↓

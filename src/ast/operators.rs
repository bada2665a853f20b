use std::fmt;

/// Comparison operators.
///
/// Each variant maps to exactly one source symbol. What a comparison means
/// against real data is up to the query builder consuming the tree.
#[derive(Debug, Clone, Copy, PartialEq, Eq, Hash)]
pub enum OperatorKind {
    /// Equal (`=`)
    Eq,
    /// Not equal (`!=`)
    Ne,
    /// Greater than (`>`)
    Gt,
    /// Greater than or equal (`>=`)
    Ge,
    /// Less than (`<`)
    Lt,
    /// Less than or equal (`<=`)
    Le,
    /// Case-sensitive pattern match (`~`)
    Like,
    /// Case-insensitive pattern match (`~*`)
    ILike,
    /// Field's collection or text contains the value (`#`)
    Contains,
    /// Field's value is a member of the given collection (`@`)
    In,
}

impl OperatorKind {
    pub const ALL: [OperatorKind; 10] = [
        OperatorKind::Eq,
        OperatorKind::Ne,
        OperatorKind::Gt,
        OperatorKind::Ge,
        OperatorKind::Lt,
        OperatorKind::Le,
        OperatorKind::Like,
        OperatorKind::ILike,
        OperatorKind::Contains,
        OperatorKind::In,
    ];

    /// The symbol as written in filter text.
    pub fn symbol(self) -> &'static str {
        match self {
            OperatorKind::Eq => "=",
            OperatorKind::Ne => "!=",
            OperatorKind::Gt => ">",
            OperatorKind::Ge => ">=",
            OperatorKind::Lt => "<",
            OperatorKind::Le => "<=",
            OperatorKind::Like => "~",
            OperatorKind::ILike => "~*",
            OperatorKind::Contains => "#",
            OperatorKind::In => "@",
        }
    }

    /// Stable lowercase name, used in JSON output.
    pub fn name(self) -> &'static str {
        match self {
            OperatorKind::Eq => "eq",
            OperatorKind::Ne => "ne",
            OperatorKind::Gt => "gt",
            OperatorKind::Ge => "ge",
            OperatorKind::Lt => "lt",
            OperatorKind::Le => "le",
            OperatorKind::Like => "like",
            OperatorKind::ILike => "ilike",
            OperatorKind::Contains => "contains",
            OperatorKind::In => "in",
        }
    }

    /// `>`, `>=`, `<`, `<=`
    pub fn is_ordering(self) -> bool {
        matches!(
            self,
            OperatorKind::Gt | OperatorKind::Ge | OperatorKind::Lt | OperatorKind::Le
        )
    }
}

impl fmt::Display for OperatorKind {
    fn fmt(&self, f: &mut fmt::Formatter<'_>) -> fmt::Result {
        f.write_str(self.symbol())
    }
}
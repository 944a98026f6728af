//! Dice modifier semantics (spec.md §4.4), grounded directly on
//! `original_source/server/src/api/http/chat.py`'s `modRoll`, the
//! function this specification was distilled from. Each table row gets
//! its own function, in the spirit of `caith::parser::compute_option`'s
//! per-rule dispatch, generalized to this grammar's modifier set.

use pest::iterators::{Pair, Pairs};

use crate::limits::MAX_EXPANSION;
use crate::math::eval_math;
use crate::parser::Rule;
use crate::rng::DiceRollSource;

/// The six comparators the grammar's `comparator` rule recognizes.
#[derive(Debug, Clone, Copy, PartialEq, Eq)]
pub enum Comparator {
    Eq,
    Ne,
    Ge,
    Le,
    Gt,
    Lt,
}

impl Comparator {
    fn parse(s: &str) -> Self {
        match s {
            "==" => Comparator::Eq,
            "!=" => Comparator::Ne,
            ">=" => Comparator::Ge,
            "<=" => Comparator::Le,
            ">" => Comparator::Gt,
            "<" => Comparator::Lt,
            other => unreachable!("unknown comparator {other:?}"),
        }
    }

    pub fn matches(self, lhs: i64, rhs: i64) -> bool {
        match self {
            Comparator::Eq => lhs == rhs,
            Comparator::Ne => lhs != rhs,
            Comparator::Ge => lhs >= rhs,
            Comparator::Le => lhs <= rhs,
            Comparator::Gt => lhs > rhs,
            Comparator::Lt => lhs < rhs,
        }
    }
}

/// Read an optional `comparator math_expression` pair, defaulting when
/// absent. Returns whether a predicate was explicitly supplied, since
/// `!p`'s default tracking of the current face count only applies when
/// the user didn't spell one out (spec.md §9).
fn predicate_with_math(
    inner: &mut Pairs<Rule>,
    default_cmp: Comparator,
    default_val: i64,
) -> (Comparator, i64, bool) {
    match inner.next() {
        Some(cmp_pair) => {
            let cmp = Comparator::parse(cmp_pair.as_str());
            let val = eval_math(inner.next().expect("math_expression after comparator"));
            (cmp, val, true)
        }
        None => (default_cmp, default_val, false),
    }
}

/// Same, but for `reroll` (`r`), whose grammar uses a bare `number`
/// rather than a full `math_expression` for the threshold.
fn predicate_with_number(
    inner: &mut Pairs<Rule>,
    default_cmp: Comparator,
    default_val: i64,
) -> (Comparator, i64) {
    match inner.next() {
        Some(cmp_pair) => {
            let cmp = Comparator::parse(cmp_pair.as_str());
            let val: i64 = inner
                .next()
                .expect("number after comparator")
                .as_str()
                .parse()
                .unwrap_or(i64::MAX);
            (cmp, val)
        }
        None => (default_cmp, default_val),
    }
}

fn draw(dice: &mut dyn DiceRollSource, count: usize, faces: i64) -> Vec<i64> {
    let faces = faces.min(crate::limits::MAX_DICE);
    if faces <= 0 {
        return vec![0; count];
    }
    (0..count).map(|_| dice.roll_die(faces)).collect()
}

/// `!!` compound explode: while under the 100-roll cap, any die in the
/// previous batch matching the predicate spawns one new die; repeats on
/// the newly spawned batch.
pub fn compound_explode(
    rolls: Vec<i64>,
    faces: i64,
    modifier: Pair<Rule>,
    dice: &mut dyn DiceRollSource,
) -> Vec<i64> {
    let mut inner = modifier.into_inner();
    let (cmp, val, _) = predicate_with_math(&mut inner, Comparator::Eq, faces);
    if cmp == Comparator::Eq && val <= 1 {
        return rolls;
    }

    let mut rolls = rolls;
    let mut previous = rolls.clone();
    while rolls.len() < MAX_EXPANSION {
        let matching = previous.iter().filter(|&&x| cmp.matches(x, val)).count();
        if matching == 0 {
            break;
        }
        let new_batch = draw(dice, matching, faces);
        rolls.extend(new_batch.iter().copied());
        previous = new_batch;
    }
    rolls
}

/// `!p` penetrating explode: same loop as `!!`, but the face count
/// decreases by one after every batch, and a default (non-explicit)
/// predicate value tracks that decreasing face count.
pub fn pen_explode(
    rolls: Vec<i64>,
    faces: i64,
    modifier: Pair<Rule>,
    dice: &mut dyn DiceRollSource,
) -> Vec<i64> {
    let mut inner = modifier.into_inner();
    let (cmp, mut val, explicit) = predicate_with_math(&mut inner, Comparator::Eq, faces);

    let mut rolls = rolls;
    let mut previous = rolls.clone();
    let mut current_faces = faces;
    while rolls.len() < MAX_EXPANSION {
        let matching = if cmp == Comparator::Eq && val <= 1 {
            0
        } else {
            previous.iter().filter(|&&x| cmp.matches(x, val)).count()
        };
        current_faces -= 1;
        if matching == 0 || current_faces == 0 {
            break;
        }
        let new_batch = draw(dice, matching, current_faces);
        rolls.extend(new_batch.iter().copied());
        previous = new_batch;
        if !explicit {
            val = current_faces;
        }
    }
    rolls
}

/// `!` single explode: one non-recursive pass over the original dice.
pub fn explode(
    rolls: Vec<i64>,
    faces: i64,
    modifier: Pair<Rule>,
    dice: &mut dyn DiceRollSource,
) -> Vec<i64> {
    let mut inner = modifier.into_inner();
    let (cmp, val, _) = predicate_with_math(&mut inner, Comparator::Eq, faces);
    if cmp == Comparator::Eq && val <= 1 {
        return rolls;
    }

    let matching = rolls.iter().filter(|&&x| cmp.matches(x, val)).count();
    let mut result = rolls;
    if matching > 0 {
        result.extend(draw(dice, matching, faces));
    }
    result
}

/// `d N` drop the lowest `N` dice.
pub fn drop_mod(rolls: Vec<i64>, modifier: Pair<Rule>) -> Vec<i64> {
    let n = eval_math(modifier.into_inner().next().expect("drop carries a count"));
    let mut sorted = rolls;
    sorted.sort_unstable();
    let keep = (sorted.len() as i64) - n;
    if keep > 0 {
        let keep = (keep as usize).min(sorted.len());
        sorted.truncate(keep);
        sorted
    } else {
        Vec::new()
    }
}

/// `k N` keep — sorts ascending and keeps the first `N`, i.e. the
/// *lowest* `N`, per the observed (not "fixed") behavior in spec.md §9
/// Open Question 1.
pub fn keep_mod(rolls: Vec<i64>, modifier: Pair<Rule>) -> Vec<i64> {
    let n = eval_math(modifier.into_inner().next().expect("keep carries a count"));
    let mut sorted = rolls;
    sorted.sort_unstable();
    if n > 0 {
        let n = (n as usize).min(sorted.len());
        sorted.truncate(n);
        sorted
    } else {
        Vec::new()
    }
}

/// `b N` bottom — sorts ascending and drops the first `N`, keeping from
/// index `N` onward, per spec.md §9 Open Question 1.
///
/// A negative `N` mirrors Python's `list[N:]` slicing (what the original
/// does): it counts back from the end, so `b(0-1)` keeps only the single
/// highest die rather than the whole pool.
pub fn bottom_mod(rolls: Vec<i64>, modifier: Pair<Rule>) -> Vec<i64> {
    let n = eval_math(
        modifier
            .into_inner()
            .next()
            .expect("bottom carries a count"),
    );
    let mut sorted = rolls;
    sorted.sort_unstable();
    let len = sorted.len() as i64;
    if n < len {
        let start = if n >= 0 { n } else { (len + n).max(0) };
        sorted.drain(..start as usize);
        sorted
    } else {
        Vec::new()
    }
}

/// Guard conditions on `ro`'s comparator: each comparator has its own
/// condition under which a reroll is even attempted, preventing
/// impossible predicates (e.g. `==` on a d1) from rerolling everything.
fn reroll_once_guard_ok(cmp: Comparator, val: i64, faces: i64) -> bool {
    match cmp {
        Comparator::Eq => faces != 1,
        Comparator::Ne => val > 0 && val <= faces,
        Comparator::Ge => val > 1,
        Comparator::Le => val < faces,
        Comparator::Gt => val <= faces,
        Comparator::Lt => val >= 1,
    }
}

/// `ro` reroll once: matched dice are replaced with exactly one fresh
/// draw each, non-recursively.
pub fn reroll_once(
    rolls: Vec<i64>,
    faces: i64,
    modifier: Pair<Rule>,
    dice: &mut dyn DiceRollSource,
) -> Vec<i64> {
    let mut inner = modifier.into_inner();
    let (cmp, val, _) = predicate_with_math(&mut inner, Comparator::Le, 1);
    if !reroll_once_guard_ok(cmp, val, faces) {
        return rolls;
    }

    let (to_reroll, mut kept): (Vec<i64>, Vec<i64>) =
        rolls.into_iter().partition(|&x| cmp.matches(x, val));
    if to_reroll.is_empty() {
        return kept;
    }
    kept.extend(draw(dice, to_reroll.len(), faces));
    kept
}

/// `r` reroll loop: repeat until nothing matches or the cumulative count
/// of rerolled dice (not loop iterations) reaches 100 (spec.md §9 Open
/// Question 3).
pub fn reroll_loop(
    rolls: Vec<i64>,
    faces: i64,
    modifier: Pair<Rule>,
    dice: &mut dyn DiceRollSource,
) -> Vec<i64> {
    let mut inner = modifier.into_inner();
    let (cmp, val) = predicate_with_number(&mut inner, Comparator::Le, 1);

    let mut keep = rolls;
    let mut cumulative = 0usize;
    while cumulative < MAX_EXPANSION {
        let (to_reroll, remaining): (Vec<i64>, Vec<i64>) =
            keep.into_iter().partition(|&x| cmp.matches(x, val));
        if to_reroll.is_empty() {
            keep = remaining;
            break;
        }
        cumulative += to_reroll.len();
        keep = remaining;
        keep.extend(draw(dice, to_reroll.len(), faces));
    }
    keep
}

/// Dispatch a `dice_mod`'s single child (one of the modifier rules) to
/// its handler.
pub fn apply(
    rolls: Vec<i64>,
    faces: i64,
    modifier: Pair<Rule>,
    dice: &mut dyn DiceRollSource,
) -> Vec<i64> {
    match modifier.as_rule() {
        Rule::compound_explode => compound_explode(rolls, faces, modifier, dice),
        Rule::pen_explode => pen_explode(rolls, faces, modifier, dice),
        Rule::explode => explode(rolls, faces, modifier, dice),
        Rule::drop => drop_mod(rolls, modifier),
        Rule::keep => keep_mod(rolls, modifier),
        Rule::reroll_once => reroll_once(rolls, faces, modifier, dice),
        Rule::reroll => reroll_loop(rolls, faces, modifier, dice),
        Rule::bottom => bottom_mod(rolls, modifier),
        other => unreachable!("unknown dice_mod child {other:?}"),
    }
}

#[cfg(test)]
mod tests {
    use super::*;
    use crate::rng::FixedSequence;

    #[test]
    fn drop_lowest_keeps_the_rest_ascending() {
        let sorted = {
            let mut rolls = vec![17, 4];
            rolls.sort_unstable();
            rolls
        };
        assert_eq!(sorted, vec![4, 17]);
    }

    #[test]
    fn comparator_matches_are_symmetric_with_table() {
        assert!(Comparator::Ge.matches(5, 5));
        assert!(!Comparator::Gt.matches(5, 5));
        assert!(Comparator::Le.matches(3, 3));
        assert!(Comparator::Lt.matches(2, 3));
    }

    #[test]
    fn reroll_once_guard_blocks_impossible_eq_on_d1() {
        assert!(!reroll_once_guard_ok(Comparator::Eq, 1, 1));
    }

    #[test]
    fn fixed_sequence_source_feeds_draw_in_order() {
        let mut src = FixedSequence::new(vec![6, 6]);
        let rolled = draw(&mut src, 2, 6);
        assert_eq!(rolled, vec![6, 6]);
    }
}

↑

### ABOUT THIS TASK:
State only how many lines above contain "ILike".

### RESPONSE TO THE EXERCISE:
4